It was a time of violence and mass protest, political turmoil and social upheaval, fear of enemy nations and widespread distrust in government. It was a time of fear, and a time of change. It was the 1960s.
This climate coincided with the prolific career of Gale McGee, a University of Wyoming professor and United States Senator, the last Democrat elected to the Senate by Wyoming. McGee is the subject of new book “The Man in the Arena: The Life and Times of U.S. Senator Gale McGee,” by Roger McDaniel, who spoke on campus Tuesday to an auditorium packed with students and the snowy-haired alike.
“He was an extraordinary person in Wyoming history and an extraordinary person to this university,” said McDaniel told the crowd.

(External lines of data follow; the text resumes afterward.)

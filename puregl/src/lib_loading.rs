//! System OpenGL library loading routines.

use std::ffi::{c_char, c_void, CStr};
use std::ptr;
use std::sync::Arc;

use libloading::Library;
use once_cell::sync::OnceCell;

#[cfg(windows)]
use libloading::os::windows::{Library as WinLibrary, LOAD_LIBRARY_SEARCH_DEFAULT_DIRS};

use crate::error::{Error, ErrorKind, Result};

/// Libraries tried, in order, when opening the system OpenGL.
#[cfg(free_unix)]
const LIB_PATHS: &[&str] = &["libGL.so.1", "libGL.so"];
#[cfg(apple)]
const LIB_PATHS: &[&str] = &["/System/Library/Frameworks/OpenGL.framework/OpenGL"];
#[cfg(windows)]
const LIB_PATHS: &[&str] = &["opengl32.dll"];

/// Extension loading entry points exported by the library, in preference
/// order. Apple resolves everything through plain exports.
#[cfg(free_unix)]
const PROC_ADDRESS_SYMBOLS: &[&[u8]] = &[b"glXGetProcAddressARB\0", b"glXGetProcAddress\0"];
#[cfg(apple)]
const PROC_ADDRESS_SYMBOLS: &[&[u8]] = &[];
#[cfg(windows)]
const PROC_ADDRESS_SYMBOLS: &[&[u8]] = &[b"wglGetProcAddress\0"];

#[cfg(windows)]
type GetProcAddressFn = unsafe extern "system" fn(*const c_char) -> *const c_void;
#[cfg(not(windows))]
type GetProcAddressFn = unsafe extern "C" fn(*const c_char) -> *const c_void;

/// The opened system library together with its extension loader.
///
/// Function pointers copied out of the library must not outlive it, so the
/// handle is reference counted and cached for the lifetime of the process.
pub(crate) struct GlLibrary {
    lib: Arc<Library>,
    get_proc_address: Option<GetProcAddressFn>,
}

impl GlLibrary {
    /// The process-wide library handle, opened on first use.
    pub(crate) fn system() -> Result<&'static Self> {
        static SYSTEM: OnceCell<GlLibrary> = OnceCell::new();
        SYSTEM.get_or_try_init(Self::open)
    }

    fn open() -> Result<Self> {
        let mut last_error = None;

        for path in LIB_PATHS {
            #[cfg(windows)]
            let lib = unsafe {
                WinLibrary::load_with_flags(path, LOAD_LIBRARY_SEARCH_DEFAULT_DIRS).map(From::from)
            };

            #[cfg(not(windows))]
            let lib = unsafe { Library::new(path) };

            match lib {
                Ok(lib) => {
                    let get_proc_address = find_proc_address_loader(&lib);
                    return Ok(Self { lib: Arc::new(lib), get_proc_address });
                },
                Err(err) => last_error = Some(err.to_string()),
            }
        }

        Err(Error::new(None, last_error, ErrorKind::NotFound))
    }

    /// Resolve `name`, preferring the extension loader over direct exports.
    ///
    /// `wglGetProcAddress` returns null for GL 1.1 entry points and
    /// `glXGetProcAddress` for nothing at all, so the direct lookup covers
    /// whatever the loader declines.
    pub(crate) fn symbol(&self, name: &CStr) -> *const c_void {
        if let Some(get_proc_address) = self.get_proc_address {
            let addr = unsafe { get_proc_address(name.as_ptr()) };
            if !addr.is_null() {
                return addr;
            }
        }

        unsafe {
            self.lib
                .get::<*const c_void>(name.to_bytes_with_nul())
                .map(|sym| *sym)
                .unwrap_or(ptr::null())
        }
    }
}

fn find_proc_address_loader(lib: &Library) -> Option<GetProcAddressFn> {
    PROC_ADDRESS_SYMBOLS
        .iter()
        .find_map(|name| unsafe { lib.get::<GetProcAddressFn>(name).ok().map(|sym| *sym) })
}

McDaniel, an attorney and pastor who served in the state government, wanted to write about McGee to place the national and international issues of the ‘60s into a Wyoming context. He also wanted to trace McGee’s career to explain why, in a state that had elected at least one Democrat to the Senate every term since its founding, McGee was the last.
Born and raised a Republican in Nebraska, McGee came to Wyoming in 1946. He taught in UW’s Department of History for 12 years, where he became a “beloved” professor whose classes filled to capacity every semester.
He wasn’t without his critics, however. Several of the university’s Trustees were convinced he was a socialist, or even a communist, teaching students subversive ideas. In the era of the Red Scare, widespread fear of the Soviet Union and communism, it was a dangerous accusation.
“It really was a witch hunt,” McDaniel said, “unlike some investigations.”
When McGee refused to let the Trustees “purge” the library of subversive content, they sent students to spy on his classes and report back on what equally subversive content, they thought, he was filling the heads of students with. The spies returned to report only that they had thoroughly enjoyed his lectures.
In 1956, McGee traveled behind the Iron Curtain and toured the Soviet Union, the first non-politician to do so, seeking to understand its people and its culture. He returned to Wyoming and shared that understanding in talks around the state.
Equipped with this experience and his knowledge of history, McGee ran for a Senate seat in 1958 on a platform of youth and new ideas and was elected by a margin of over 1,900 votes, a victory the Republican Party thought was “a fluke.” He would be reelected twice. He was “a Kennedy kind of liberal,” McDaniel said, liberal on many social issues but staunchly anti-Soviet, and this combined with his expertise in international affairs hardly made his election surprising.
As one of a wave of Democrats elected to the Senate that year, McGee had a hand in seminal legislation in civil rights, environmental protection and foreign policy. And yet his views were often moderate, based on and reshaped by the constant learning.
In one instance, McGee voted not to change filibuster rules to help pass civil rights legislation, a move that earned him ire from the political left, but he later became “a civil rights champion.”
“He was always willing to learn,” McDaniel said. “He took a position but always took in more information.”
A firm isolationist who thought U.S. had no place in the affairs of other countries, he grew to an internationalist after his trip behind the Iron Curtain. Though he thought China was the single greatest threat faced by the U.S. and the world, he was part of the first delegation of politicians to travel to the country after Nixon reopened U.S.-China relations.
He also broke from the left with his continued support of the Vietnam War. And yet, when asked by President Johnson to leak to the press the FBI’s unfounded suspicion that Moscow was involved in American students’ anti-war protests, he refused. A week later he spoke on a university campus defending academic liberty and the free speech of protesters, even if he disagreed with what they were saying.
McGee’s respect for opposing political views was not always returned. He drew particularly vehement backlash from the conservative John Birch Society. While speaking at UW, several members of the group threatened him with physical violence, “treatment not unlike what we see today,” McDaniel said. University football players escorted him out the door in flying wedge formation.
How would McGee react to today’s political climate?
“He would be aghast at the current polarization,” McDaniel told the room. “As much as anybody, he worked across the aisle and spoke out to encourage his colleagues to do the same.”
McGee’s downfall was failing to recognize a fundamental shift in how his constituents viewed government and its role in their lives.
McGee, his biographer said, “genuinely believed government could help people. He believed in the ability of government to solve problems.” Medicare, Medicaid, the Environmental Protection Act, the Clean Air Act and other legislation McGee had supported had benefited Wyomingites, McDaniel said, but they became suspicious of a government of that size and reach. Wyomingites’ support for the Vietnam War was also beginning to erode, and with it their support for the pro-war McGee, as their sons and brothers were drafted.
Failing to recognize these shifts in opinion, McDaniel said, “Gale McGee and his campaign were driving down the highway in the dark in the wrong lane without headlights.” He lost his 1976 bid for a fourth term.
Despite the defeat, McGee left his mark on the University, his state and his country. His legacy is a testament to the power of knowledge, bipartisan cooperation and a well-rounded understanding of the world.